((

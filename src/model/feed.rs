//! Feed, category and icon models.

use chrono::{DateTime, Utc};

/// Consecutive parsing errors after which a feed stops being scheduled.
pub const MAX_PARSING_ERROR: i32 = 3;

/// A user-owned category grouping feeds.
#[derive(Debug, Clone, Default, PartialEq)]
pub struct Category {
    pub id: i64,
    pub user_id: i64,
    pub title: String,
}

/// Icon attached to a feed. `icon_id` is 0 when the feed has no icon.
#[derive(Debug, Clone, Default, PartialEq)]
pub struct FeedIcon {
    pub feed_id: i64,
    pub icon_id: i64,
}

/// A subscribed feed.
#[derive(Debug, Clone, PartialEq)]
pub struct Feed {
    pub id: i64,
    pub user_id: i64,
    pub title: String,
    pub feed_url: String,
    pub site_url: String,
    /// Last time the refresher looked at this feed.
    pub checked_at: DateTime<Utc>,
    pub parsing_error_count: i32,
    pub parsing_error_msg: String,
    pub category: Category,
    pub icon: FeedIcon,
}

impl Feed {
    /// Whether the feed is still picked up by the job feeder.
    pub fn is_schedulable(&self) -> bool {
        self.parsing_error_count < MAX_PARSING_ERROR
    }
}

/// Data for subscribing to a new feed.
#[derive(Debug, Clone)]
pub struct NewFeed {
    pub user_id: i64,
    pub category_id: i64,
    pub title: String,
    pub feed_url: String,
    pub site_url: String,
    /// Initial `checked_at`; defaults to the Unix epoch so new feeds are refreshed first.
    pub checked_at: DateTime<Utc>,
}

impl NewFeed {
    /// Create a new feed subscription.
    pub fn new(
        user_id: i64,
        category_id: i64,
        title: impl Into<String>,
        feed_url: impl Into<String>,
    ) -> Self {
        Self {
            user_id,
            category_id,
            title: title.into(),
            feed_url: feed_url.into(),
            site_url: String::new(),
            checked_at: DateTime::<Utc>::default(),
        }
    }

    /// Set the site URL.
    pub fn with_site_url(mut self, site_url: impl Into<String>) -> Self {
        self.site_url = site_url.into();
        self
    }

    /// Set the initial checked timestamp.
    pub fn with_checked_at(mut self, checked_at: DateTime<Utc>) -> Self {
        self.checked_at = checked_at;
        self
    }
}

/// A refresh job: re-fetch `feed_id` on behalf of `user_id`.
#[derive(Debug, Clone, Copy, PartialEq, Eq, Hash)]
pub struct Job {
    pub feed_id: i64,
    pub user_id: i64,
}

#[cfg(test)]
mod tests {
    use super::*;

    #[test]
    fn test_new_feed_defaults_to_epoch() {
        let feed = NewFeed::new(1, 2, "Example", "https://example.org/feed.xml");
        assert_eq!(feed.checked_at, DateTime::<Utc>::default());
        assert!(feed.site_url.is_empty());
    }

    #[test]
    fn test_is_schedulable() {
        let mut feed = Feed {
            id: 1,
            user_id: 1,
            title: "t".to_string(),
            feed_url: "https://example.org/feed.xml".to_string(),
            site_url: String::new(),
            checked_at: Utc::now(),
            parsing_error_count: 2,
            parsing_error_msg: String::new(),
            category: Category::default(),
            icon: FeedIcon::default(),
        };
        assert!(feed.is_schedulable());

        feed.parsing_error_count = MAX_PARSING_ERROR;
        assert!(!feed.is_schedulable());
    }
}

))

■ **Your objective**
Your answer must be a single number: the count of lines above that contain the string "Debug".

■ **Exercise response**
5